Home Visits

When a visit is recommended

We believe home visiting makes clinical sense and is the best way of giving a medical opinion in cases involving:

  • the terminally ill
  • the truly housebound for whom travel to the surgery by car would cause a deterioration in their medical condition or unacceptable discomfort

After an initial assessment over the telephone a seriously ill patient may be helped by a GP’s attendance. However the GP may advise the patient, or person with the patient, to ring 999 to receive the appropriate immediate care.

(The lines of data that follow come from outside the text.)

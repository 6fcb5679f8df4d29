//! # Kinematic Engine
//!
//! Single entry point tying the calculator, aggregator and event extractor
//! to one validated [`EngineConfig`].
//!
//! ## Usage
//! ```rust
//! use kinematics_core::{EngineConfig, KinematicEngine};
//!
//! let engine = KinematicEngine::new(EngineConfig::default()).unwrap();
//! let analysis = engine.analyze(&[]);
//! assert_eq!(analysis.frames_total, 0);
//! assert_eq!(analysis.stats.distance_covered, 0.0);
//! ```

use rayon::prelude::*;
use schemars::JsonSchema;
use serde::{Deserialize, Serialize};
use tracing::{debug, info};

use crate::config::EngineConfig;
use crate::error::Result;
use crate::events::{extract_sprints, movement_intensity, MovementIntensity, SprintSegment};
use crate::metrics::{MetricsAccumulator, MetricsCalculator, PlayerMetrics};
use crate::pose::PoseFrame;
use crate::stats::{PlayerStats, StatsAggregator};
use crate::table::{to_rows, FrameRow};

/// Result of analyzing one subject's sequence.
#[derive(Debug, Clone, PartialEq, Serialize, Deserialize, JsonSchema)]
pub struct Analysis {
    pub metrics: PlayerMetrics,
    pub stats: PlayerStats,
    pub frames_total: usize,
    pub frames_retained: usize,
    /// Frames dropped for lacking a reliable torso or a finite timestamp
    pub frames_skipped: usize,
}

impl Analysis {
    pub fn rows(&self) -> Vec<FrameRow> {
        to_rows(&self.metrics)
    }

    /// Share of input frames that produced a measurement (0.0 - 1.0).
    pub fn retention_ratio(&self) -> f32 {
        if self.frames_total == 0 {
            0.0
        } else {
            self.frames_retained as f32 / self.frames_total as f32
        }
    }
}

/// One subject's frames in a multi-subject batch.
#[derive(Debug, Clone, PartialEq, Serialize, Deserialize, JsonSchema)]
pub struct SubjectFrames {
    pub subject_id: String,
    #[serde(default)]
    pub frames: Vec<PoseFrame>,
}

#[derive(Debug, Clone, PartialEq, Serialize, Deserialize, JsonSchema)]
pub struct SubjectAnalysis {
    pub subject_id: String,
    pub analysis: Analysis,
}

#[derive(Debug, Clone)]
pub struct KinematicEngine {
    calculator: MetricsCalculator,
    aggregator: StatsAggregator,
}

impl KinematicEngine {
    /// Fails if any config value is out of range.
    pub fn new(config: EngineConfig) -> Result<Self> {
        config.validate()?;
        Ok(Self {
            aggregator: StatsAggregator::new(config.scoring.clone()),
            calculator: MetricsCalculator::new(config),
        })
    }

    pub fn config(&self) -> &EngineConfig {
        self.calculator.config()
    }

    /// Metrics and stats for one subject's ordered frame sequence.
    pub fn analyze(&self, frames: &[PoseFrame]) -> Analysis {
        let metrics = self.calculator.compute(frames);
        let stats = self.aggregator.aggregate(&metrics);
        let frames_retained = metrics.len();

        let analysis = Analysis {
            frames_total: frames.len(),
            frames_retained,
            frames_skipped: frames.len() - frames_retained,
            metrics,
            stats,
        };

        info!(
            frames = analysis.frames_total,
            retained = analysis.frames_retained,
            distance = analysis.stats.distance_covered,
            max_speed = analysis.stats.max_speed,
            "Sequence analyzed"
        );
        analysis
    }

    /// Analyze independent subjects on the rayon pool, preserving input order.
    pub fn analyze_batch(&self, subjects: &[SubjectFrames]) -> Vec<SubjectAnalysis> {
        debug!(subjects = subjects.len(), "Batch analysis started");
        subjects
            .par_iter()
            .map(|subject| SubjectAnalysis {
                subject_id: subject.subject_id.clone(),
                analysis: self.analyze(&subject.frames),
            })
            .collect()
    }

    /// Incremental accumulator sharing this engine's config.
    pub fn stream(&self) -> MetricsAccumulator {
        MetricsAccumulator::new(self.config().clone())
    }

    /// Stats for metrics produced by [`stream`](Self::stream).
    pub fn summarize(&self, metrics: &PlayerMetrics) -> PlayerStats {
        self.aggregator.aggregate(metrics)
    }

    pub fn sprints(&self, metrics: &PlayerMetrics) -> Vec<SprintSegment> {
        extract_sprints(metrics, &self.config().sprint)
    }

    pub fn intensity(&self, metrics: &PlayerMetrics) -> MovementIntensity {
        movement_intensity(metrics, &self.config().sprint)
    }
}
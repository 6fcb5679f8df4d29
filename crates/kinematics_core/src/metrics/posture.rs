//! Per-frame posture: body center, joint angles and balance.
//!
//! Everything here depends on a single frame only, so it can run on frames in
//! any order (or in parallel) before the sequential derivative pass.

use crate::config::{BalanceConfig, EngineConfig};
use crate::geometry::{angle_degrees, clamp_score, distance, mean, midpoint, Point};
use crate::pose::{KeypointName, PoseFrame, Torso};

use KeypointName::*;

/// Three landmarks defining a joint angle at the middle one.
type Joint = (KeypointName, KeypointName, KeypointName);

const ELBOWS: [Joint; 2] = [
    (LeftShoulder, LeftElbow, LeftWrist),
    (RightShoulder, RightElbow, RightWrist),
];
const KNEES: [Joint; 2] = [(LeftHip, LeftKnee, LeftAnkle), (RightHip, RightKnee, RightAnkle)];
const SHOULDERS: [Joint; 2] = [
    (LeftElbow, LeftShoulder, LeftHip),
    (RightElbow, RightShoulder, RightHip),
];
const HIPS: [Joint; 2] = [
    (LeftShoulder, LeftHip, LeftKnee),
    (RightShoulder, RightHip, RightKnee),
];

/// Joint-angle group averages for one frame (degrees).
#[derive(Debug, Clone, Copy, Default, PartialEq)]
pub struct JointAngles {
    pub knees: Option<f32>,
    pub elbows: Option<f32>,
    pub shoulders: Option<f32>,
    pub hips: Option<f32>,
}

/// Single-frame measurements of a frame with a usable torso.
#[derive(Debug, Clone, Copy, PartialEq)]
pub struct FramePosture {
    pub frame_index: u64,
    pub timestamp_ms: f64,
    pub center: Point,
    pub joint_angles: JointAngles,
    pub balance: f32,
}

impl FramePosture {
    /// Measure a frame, `None` when the torso is incomplete or the timestamp
    /// is not finite (frame skipped).
    pub fn measure(frame: &PoseFrame, config: &EngineConfig) -> Option<Self> {
        if !frame.timestamp_ms.is_finite() {
            return None;
        }
        let threshold = config.pose.confidence_threshold;
        let torso = frame.torso(threshold)?;

        Some(Self {
            frame_index: frame.frame_index,
            timestamp_ms: frame.timestamp_ms,
            center: torso.center(),
            joint_angles: JointAngles {
                knees: group_angle(frame, &KNEES, threshold),
                elbows: group_angle(frame, &ELBOWS, threshold),
                shoulders: group_angle(frame, &SHOULDERS, threshold),
                hips: group_angle(frame, &HIPS, threshold),
            },
            balance: balance_score(&torso, &config.balance),
        })
    }
}

/// Average of the left/right angles that could be measured.
fn group_angle(frame: &PoseFrame, sides: &[Joint; 2], threshold: f32) -> Option<f32> {
    let angles: Vec<f32> = sides
        .iter()
        .filter_map(|&(a, b, c)| {
            let a = frame.reliable(a, threshold)?;
            let b = frame.reliable(b, threshold)?;
            let c = frame.reliable(c, threshold)?;
            angle_degrees(&a, &b, &c)
        })
        .collect();
    mean(&angles)
}

/// Torso symmetry heuristic in `[0, 100]`.
pub fn balance_score(torso: &Torso, config: &BalanceConfig) -> f32 {
    let shoulder_width = distance(&torso.left_shoulder, &torso.right_shoulder);
    let hip_width = distance(&torso.left_hip, &torso.right_hip);
    let ratio = shoulder_width / hip_width.max(config.epsilon);

    let shoulder_mid = midpoint(&torso.left_shoulder, &torso.right_shoulder);
    let hip_mid = midpoint(&torso.left_hip, &torso.right_hip);
    let misalignment = (shoulder_mid.x - hip_mid.x).abs() / shoulder_width.max(config.epsilon);

    let penalty = (ratio - config.ideal_ratio).abs() * config.ratio_weight
        + misalignment * config.misalignment_weight;
    clamp_score(100.0 - penalty)
}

Examples of such situations are:

  • heart attack
  • severe shortness of breath
  • severe haemorrhage

When a visit is not appropriate

In most of the following cases, to visit would not be an appropriate use of a GP’s time:

  • common symptoms of childhood illness
  • fevers
  • cold
  • cough
  • earache
  • headache
  • diarrhoea/vomiting
  • most cases of abdominal pain

These patients are usually well enough to travel by car. It is not necessarily harmful to take a child with a fever outside. These children may not be fit to travel by bus or to walk, but car transport may be available from friends, relatives or taxi firms.

It is not a doctor’s responsibility to arrange such transport.

Adults with common problems (such as cough, sore throat, influenza, back pain and abdominal pain) are also readily transportable by car to a doctor’s premises.

Common problems in the elderly (such as mobility problems, joint pain and general malaise) would also best be treated by consultation at a doctor’s premises.